Frente a estos se sitúa el buen estado de forma de los festivales de música de ámbito privado, entre los que destacan el Arenal Sound, el Low de Benidorm o el ya veinteañero Festival Internacional de Benicàssim. Más allá de estos casos, hay más de cinco decenas de proyectos, entre los que la vía independiente es la clave para su financiación. Carreño apunta a tres vías para conseguir los recursos necesarios y poner en marcha este tipo de vías empresariales: patrocinios, mecenas y micromecenas. Destaca que, ante la caída de la primera fuente y la ausencia prácticamente de la segunda, la tercera es la que mayor crecimiento tiene en España durante los años de la crisis, también propiciada por los sistemas vinculados a Internet y la comunicación entre seguidores, bandas y promotores.

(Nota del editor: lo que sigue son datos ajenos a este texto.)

use image::{AnimationDecoder, codecs::gif::GifDecoder};
use rayon::prelude::*;
use std::fs::File;
use std::io::BufReader;
use std::path::Path;
use std::time::{Duration, Instant};

use common::{ColorVariant, ItemKind, RenderSize};

use super::{DecodeError, DecoderBackend, FrameSource, ReadOutcome, VectorSource};
use crate::frame_ring::FrameBuffer;

/// Minimum frame delay (100fps max)
const MIN_FRAME_DELAY: Duration = Duration::from_millis(10);

/// Decodes animated GIFs with the `image` crate
#[derive(Debug, Default, Clone, Copy)]
pub struct GifBackend;

impl DecoderBackend for GifBackend {
    fn open_stream(&self, path: &Path, kind: ItemKind) -> Result<Box<dyn FrameSource>, DecodeError> {
        match kind {
            ItemKind::RasterLoop => Ok(Box::new(GifSource::open(path)?)),
            other => Err(DecodeError::Unsupported(format!(
                "{} streams are not handled by the GIF backend",
                other.name()
            ))),
        }
    }

    fn open_vector(
        &self,
        path: &Path,
        _size: RenderSize,
        _variant: ColorVariant,
    ) -> Result<Box<dyn VectorSource>, DecodeError> {
        Err(DecodeError::Unsupported(format!(
            "no vector rasterizer for {}",
            path.display()
        )))
    }
}

/// One composited RGBA frame
struct GifFrame {
    rgba: Vec<u8>,
    delay: Duration,
}

/// Fully decoded GIF, replayed frame by frame
pub struct GifSource {
    frames: Vec<GifFrame>,
    width: u32,
    height: u32,
    cursor: usize,
}

impl GifSource {
    pub fn open(path: &Path) -> Result<Self, DecodeError> {
        let load_start = Instant::now();
        let file = File::open(path)?;
        let decoder = GifDecoder::new(BufReader::new(file))
            .map_err(|e| DecodeError::Open(format!("{}: {}", path.display(), e)))?;

        let decoded = decoder
            .into_frames()
            .collect_frames()
            .map_err(|e| DecodeError::Broken(format!("{}: {}", path.display(), e)))?;

        let Some(first) = decoded.first() else {
            return Err(DecodeError::Open(format!("{} has no frames", path.display())));
        };
        let (width, height) = first.buffer().dimensions();
        if width == 0 || height == 0 {
            return Err(DecodeError::Open(format!(
                "{} has invalid dimensions {}x{}",
                path.display(),
                width,
                height
            )));
        }

        // Frames come out composited to the full canvas; only the delay needs work
        let frames: Vec<GifFrame> = decoded
            .into_par_iter()
            .map(|frame| {
                let (numer, denom) = frame.delay().numer_denom_ms();
                let delay = Duration::from_millis(numer as u64 / denom.max(1) as u64)
                    .max(MIN_FRAME_DELAY);
                GifFrame {
                    rgba: frame.into_buffer().into_raw(),
                    delay,
                }
            })
            .collect();

        log::debug!(
            "Decoded GIF {} ({}x{}, {} frames) in {:.2}s",
            path.display(),
            width,
            height,
            frames.len(),
            load_start.elapsed().as_secs_f64()
        );

        Ok(Self {
            frames,
            width,
            height,
            cursor: 0,
        })
    }

    pub fn frame_count(&self) -> usize {
        self.frames.len()
    }
}

impl FrameSource for GifSource {
    fn dimensions(&self) -> (u32, u32) {
        (self.width, self.height)
    }

    fn read_next_frame(&mut self, buffer: &mut FrameBuffer) -> Result<ReadOutcome, DecodeError> {
        let Some(frame) = self.frames.get(self.cursor) else {
            return Ok(ReadOutcome::EndOfStream);
        };

        let target = buffer.pixels_mut();
        if target.len() != frame.rgba.len() {
            return Err(DecodeError::Broken(format!(
                "frame {} is {} bytes, buffer holds {}",
                self.cursor,
                frame.rgba.len(),
                target.len()
            )));
        }
        target.copy_from_slice(&frame.rgba);

        let index = self.cursor as u32;
        self.cursor += 1;
        Ok(ReadOutcome::Frame {
            index,
            duration: frame.delay,
        })
    }

    fn seek_to_start(&mut self) -> Result<(), DecodeError> {
        self.cursor = 0;
        Ok(())
    }

    fn seek_to_time(&mut self, position: Duration) -> Result<(), DecodeError> {
        let total: Duration = self.frames.iter().map(|f| f.delay).sum();
        if total.is_zero() {
            self.cursor = 0;
            return Ok(());
        }

        let mut remaining = Duration::from_nanos((position.as_nanos() % total.as_nanos()) as u64);
        self.cursor = 0;
        for (idx, frame) in self.frames.iter().enumerate() {
            if remaining < frame.delay {
                self.cursor = idx;
                break;
            }
            remaining -= frame.delay;
        }
        Ok(())
    }
}
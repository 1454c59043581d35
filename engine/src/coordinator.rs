//! The coordinator thread.
//!
//! Owns the registry of actors keyed by [`DescriptorKey`] and every watcher
//! subscription. All scheduling decisions, joins and teardowns run here, so
//! the registry needs no locking. Workers, the acquisition layer and render
//! surfaces talk to it through [`CoordinatorMessage`].

use crossbeam_channel::{Receiver, RecvTimeoutError, Sender};
use std::cmp::Reverse;
use std::collections::{BinaryHeap, HashMap};
use std::fmt;
use std::path::PathBuf;
use std::sync::Arc;
use std::time::Instant;

use common::{ActorStatus, Descriptor, DescriptorKey, EngineError, FileId};

use crate::actor::{ActorId, NextFrame, PlaybackActor, PlaybackHandle, StepOutcome};
use crate::context::EngineContext;

pub type WatcherId = u64;

/// Receives playback events for one descriptor.
///
/// Callbacks run on the coordinator thread and must not block.
pub trait Watcher: Send + Sync {
    /// Download progress in `0.0..=1.0`
    fn on_progress(&self, _fraction: f32) {}

    /// The decoder is open and `handle` has at least one frame
    fn on_loaded(&self, handle: PlaybackHandle);

    fn on_frame_ready(&self, frame_index: u32);

    fn on_loop_boundary(&self) {}

    /// Terminal. The registration is dead after this.
    fn on_failed(&self, error: &EngineError);
}

pub(crate) enum CoordinatorMessage {
    RequestFile {
        descriptor: Descriptor,
        watcher_id: WatcherId,
        watcher: Arc<dyn Watcher>,
        resume_from: Option<u32>,
    },
    RemoveWatcher {
        watcher_id: WatcherId,
    },
    FrameConsumed {
        actor_id: ActorId,
    },
    Progress {
        file_id: FileId,
        fraction: f32,
    },
    LocalFileReady {
        file_id: FileId,
        path: PathBuf,
    },
    AcquisitionFailed {
        file_id: FileId,
        error: EngineError,
    },
    Decoded {
        actor_id: ActorId,
        outcome: StepOutcome,
    },
    CacheReady {
        actor_id: ActorId,
        result: Result<(), EngineError>,
    },
    /// Freeze released or pacing changed; reschedule everything
    Unfrozen,
    Resume {
        actor_id: ActorId,
    },
    SeekToStart {
        actor_id: ActorId,
    },
    Query {
        reply: Sender<Vec<ActorStatus>>,
    },
    Shutdown {
        done: Sender<()>,
    },
}

impl fmt::Debug for CoordinatorMessage {
    fn fmt(&self, f: &mut fmt::Formatter<'_>) -> fmt::Result {
        match self {
            Self::RequestFile {
                descriptor,
                watcher_id,
                resume_from,
                ..
            } => f
                .debug_struct("RequestFile")
                .field("file_id", &descriptor.file_id())
                .field("watcher_id", watcher_id)
                .field("resume_from", resume_from)
                .finish(),
            Self::RemoveWatcher { watcher_id } => f
                .debug_struct("RemoveWatcher")
                .field("watcher_id", watcher_id)
                .finish(),
            Self::FrameConsumed { actor_id } => f
                .debug_struct("FrameConsumed")
                .field("actor_id", actor_id)
                .finish(),
            Self::Progress { file_id, fraction } => f
                .debug_struct("Progress")
                .field("file_id", file_id)
                .field("fraction", fraction)
                .finish(),
            Self::LocalFileReady { file_id, path } => f
                .debug_struct("LocalFileReady")
                .field("file_id", file_id)
                .field("path", path)
                .finish(),
            Self::AcquisitionFailed { file_id, error } => f
                .debug_struct("AcquisitionFailed")
                .field("file_id", file_id)
                .field("error", error)
                .finish(),
            Self::Decoded { actor_id, outcome } => f
                .debug_struct("Decoded")
                .field("actor_id", actor_id)
                .field("outcome", outcome)
                .finish(),
            Self::CacheReady { actor_id, result } => f
                .debug_struct("CacheReady")
                .field("actor_id", actor_id)
                .field("result", result)
                .finish(),
            Self::Unfrozen => f.write_str("Unfrozen"),
            Self::Resume { actor_id } => {
                f.debug_struct("Resume").field("actor_id", actor_id).finish()
            }
            Self::SeekToStart { actor_id } => f
                .debug_struct("SeekToStart")
                .field("actor_id", actor_id)
                .finish(),
            Self::Query { .. } => f.write_str("Query"),
            Self::Shutdown { .. } => f.write_str("Shutdown"),
        }
    }
}

/// Keeps a watcher subscribed. Dropping it detaches the watcher.
#[derive(Debug)]
pub struct WatchRegistration {
    watcher_id: WatcherId,
    tx: Sender<CoordinatorMessage>,
}

impl WatchRegistration {
    pub(crate) fn new(watcher_id: WatcherId, tx: Sender<CoordinatorMessage>) -> Self {
        Self { watcher_id, tx }
    }

    pub fn watcher_id(&self) -> WatcherId {
        self.watcher_id
    }
}

impl Drop for WatchRegistration {
    fn drop(&mut self) {
        let _ = self.tx.send(CoordinatorMessage::RemoveWatcher {
            watcher_id: self.watcher_id,
        });
    }
}

struct Entry {
    actor: Arc<PlaybackActor>,
    watchers: HashMap<WatcherId, Arc<dyn Watcher>>,
    last_progress: Option<f32>,
}

impl Entry {
    fn fan_out(&self, f: impl Fn(&dyn Watcher)) {
        for watcher in self.watchers.values() {
            if self.actor.is_cancelled() {
                return;
            }
            f(watcher.as_ref());
        }
    }
}

pub(crate) struct Coordinator {
    ctx: Arc<EngineContext>,
    rx: Receiver<CoordinatorMessage>,
    entries: HashMap<DescriptorKey, Entry>,
    by_actor: HashMap<ActorId, DescriptorKey>,
    by_watcher: HashMap<WatcherId, DescriptorKey>,
    timers: BinaryHeap<Reverse<(Instant, ActorId)>>,
    /// Earliest pending wake-up per actor; stale heap entries are skipped
    armed: HashMap<ActorId, Instant>,
    next_actor_id: ActorId,
}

Aun así, Carreño apunta a la caída de público y de gasto entre el público como la principal barrera de supervivencia que han tenido que superar estos festivales durante los últimos años. Si bien la caída para todos los festivales durante los primeros años rondo el -2,6% por ejercicio, a partir de 2011 esta cifra llegó a los -13,6%. Estas caídas no han sido contrarrestadas por la vía pública, ya que según el autor y profesor de la UB, "falta de una política cultural clara desarrollada por el Ministerio en torno a los festivales en la que se ha priorizado una serie de actividades artísticas concretas".

En este sentido, Carreño acusa y compara con otros análisis similares con respecto a otros países y que ha utilizado en la tesis, y llega a esta conclusión ya que "en el estudio de las subvenciones por concurrencia pública, se detecta que la mayor parte de los eventos artísticos reciben ayudas puntualmente e intermitentemente y su importe varía año tras año". Una realidad que impide que de ninguna forma el Estado tenga que ver con esa buena salud y consolidación de los festivales como garante de la oferta cultural.

En el ámbito general, también destacan del prolijo estudio aspectos tan interesantes como que el 46% de los festivales se celebran en julio y agosto (26 y 20 por ciento, respectivamente), que la media de los mismos -y se refiere en todo momento a festivales artísticos de cualquier disciplina- es de 10 días con 26 espectáculos de media por certamen. Además, determina que el principal gasto es para la programación y contratación de artistas (45%), mientras que en el segundo escalón ya se encuentrala comunicación y promoción del festival (20%).